## DATA TO USE

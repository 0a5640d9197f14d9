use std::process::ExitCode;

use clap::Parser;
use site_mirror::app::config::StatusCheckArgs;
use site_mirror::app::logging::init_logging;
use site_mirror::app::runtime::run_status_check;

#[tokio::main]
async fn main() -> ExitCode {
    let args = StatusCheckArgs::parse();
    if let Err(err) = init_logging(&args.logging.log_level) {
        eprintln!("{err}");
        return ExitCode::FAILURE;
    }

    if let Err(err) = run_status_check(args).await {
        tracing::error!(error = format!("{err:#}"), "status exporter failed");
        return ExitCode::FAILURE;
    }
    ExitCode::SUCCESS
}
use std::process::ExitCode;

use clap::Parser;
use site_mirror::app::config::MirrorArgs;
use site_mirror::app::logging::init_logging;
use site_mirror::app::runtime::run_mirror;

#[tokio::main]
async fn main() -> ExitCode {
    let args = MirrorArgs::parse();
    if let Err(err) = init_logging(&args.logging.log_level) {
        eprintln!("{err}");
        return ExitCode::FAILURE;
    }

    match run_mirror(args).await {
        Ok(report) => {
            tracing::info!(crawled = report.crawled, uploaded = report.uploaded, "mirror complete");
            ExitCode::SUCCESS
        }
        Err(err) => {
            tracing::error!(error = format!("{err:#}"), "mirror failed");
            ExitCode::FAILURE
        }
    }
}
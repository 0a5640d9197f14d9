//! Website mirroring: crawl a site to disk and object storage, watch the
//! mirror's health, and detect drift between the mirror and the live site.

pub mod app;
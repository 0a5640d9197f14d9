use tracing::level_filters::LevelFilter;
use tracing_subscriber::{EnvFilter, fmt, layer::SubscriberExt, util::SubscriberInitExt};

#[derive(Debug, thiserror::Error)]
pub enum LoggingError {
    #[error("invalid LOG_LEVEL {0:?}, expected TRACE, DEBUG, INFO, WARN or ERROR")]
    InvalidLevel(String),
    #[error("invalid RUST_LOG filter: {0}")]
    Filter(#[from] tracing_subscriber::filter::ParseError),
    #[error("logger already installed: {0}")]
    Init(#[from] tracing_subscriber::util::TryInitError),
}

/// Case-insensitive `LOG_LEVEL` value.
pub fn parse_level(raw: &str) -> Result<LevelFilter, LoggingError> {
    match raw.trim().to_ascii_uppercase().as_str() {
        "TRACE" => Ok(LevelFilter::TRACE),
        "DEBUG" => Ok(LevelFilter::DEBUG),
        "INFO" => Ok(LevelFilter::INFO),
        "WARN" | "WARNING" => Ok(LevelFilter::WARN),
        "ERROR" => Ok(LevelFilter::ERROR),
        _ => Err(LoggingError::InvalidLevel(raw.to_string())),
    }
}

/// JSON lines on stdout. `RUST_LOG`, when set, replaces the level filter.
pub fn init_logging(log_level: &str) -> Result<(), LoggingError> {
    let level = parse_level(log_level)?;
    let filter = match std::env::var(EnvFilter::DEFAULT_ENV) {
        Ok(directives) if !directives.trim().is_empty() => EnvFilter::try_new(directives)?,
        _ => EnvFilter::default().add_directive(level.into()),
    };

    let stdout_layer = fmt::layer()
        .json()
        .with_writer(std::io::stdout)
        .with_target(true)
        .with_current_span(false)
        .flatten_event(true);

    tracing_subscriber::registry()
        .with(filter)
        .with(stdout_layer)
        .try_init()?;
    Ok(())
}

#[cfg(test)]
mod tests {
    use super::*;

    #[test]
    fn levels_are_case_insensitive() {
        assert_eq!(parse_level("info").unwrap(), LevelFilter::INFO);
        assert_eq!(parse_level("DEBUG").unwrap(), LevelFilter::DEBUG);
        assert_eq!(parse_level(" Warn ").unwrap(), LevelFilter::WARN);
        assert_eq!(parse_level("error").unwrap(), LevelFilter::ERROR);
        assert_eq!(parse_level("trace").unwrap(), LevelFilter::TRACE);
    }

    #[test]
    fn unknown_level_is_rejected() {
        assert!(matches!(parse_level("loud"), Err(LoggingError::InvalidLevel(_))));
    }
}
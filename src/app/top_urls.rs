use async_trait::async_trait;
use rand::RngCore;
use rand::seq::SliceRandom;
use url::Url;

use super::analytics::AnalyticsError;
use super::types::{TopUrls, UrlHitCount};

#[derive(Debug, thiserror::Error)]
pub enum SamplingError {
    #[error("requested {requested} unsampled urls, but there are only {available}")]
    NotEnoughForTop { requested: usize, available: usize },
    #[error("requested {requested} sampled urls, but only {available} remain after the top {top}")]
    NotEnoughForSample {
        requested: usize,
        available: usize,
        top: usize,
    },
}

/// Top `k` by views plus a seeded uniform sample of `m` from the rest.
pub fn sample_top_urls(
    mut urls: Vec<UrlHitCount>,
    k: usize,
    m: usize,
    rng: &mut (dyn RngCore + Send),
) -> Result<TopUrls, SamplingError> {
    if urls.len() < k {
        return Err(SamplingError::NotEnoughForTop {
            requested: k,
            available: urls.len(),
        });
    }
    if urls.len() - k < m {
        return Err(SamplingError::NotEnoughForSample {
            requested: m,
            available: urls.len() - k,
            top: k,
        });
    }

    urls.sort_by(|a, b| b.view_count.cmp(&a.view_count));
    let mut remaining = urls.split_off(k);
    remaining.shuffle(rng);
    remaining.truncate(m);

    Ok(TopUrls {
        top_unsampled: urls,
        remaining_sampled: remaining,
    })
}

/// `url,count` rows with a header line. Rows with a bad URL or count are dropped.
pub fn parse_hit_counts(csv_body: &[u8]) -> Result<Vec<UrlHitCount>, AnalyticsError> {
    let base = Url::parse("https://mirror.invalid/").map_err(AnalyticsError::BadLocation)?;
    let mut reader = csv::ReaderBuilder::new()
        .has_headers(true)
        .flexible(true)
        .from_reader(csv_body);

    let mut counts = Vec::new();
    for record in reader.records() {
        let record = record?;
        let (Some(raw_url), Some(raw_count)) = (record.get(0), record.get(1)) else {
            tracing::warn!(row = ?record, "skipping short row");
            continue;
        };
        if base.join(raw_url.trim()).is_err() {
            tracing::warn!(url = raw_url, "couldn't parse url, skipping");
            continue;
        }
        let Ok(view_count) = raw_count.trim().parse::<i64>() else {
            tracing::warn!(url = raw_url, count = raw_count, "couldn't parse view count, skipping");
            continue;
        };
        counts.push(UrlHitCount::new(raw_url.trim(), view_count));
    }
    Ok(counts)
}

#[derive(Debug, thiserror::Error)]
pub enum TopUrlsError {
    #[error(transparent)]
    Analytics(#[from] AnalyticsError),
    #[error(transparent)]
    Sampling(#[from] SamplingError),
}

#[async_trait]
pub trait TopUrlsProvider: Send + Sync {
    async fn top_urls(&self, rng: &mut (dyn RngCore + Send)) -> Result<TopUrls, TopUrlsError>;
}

## REQUIREMENT
Return every line in the records that includes the string "format".

## TASK RESULT
        tracing::error!(error = format!("{err:#}"), "status exporter failed");
            tracing::error!(error = format!("{err:#}"), "mirror failed");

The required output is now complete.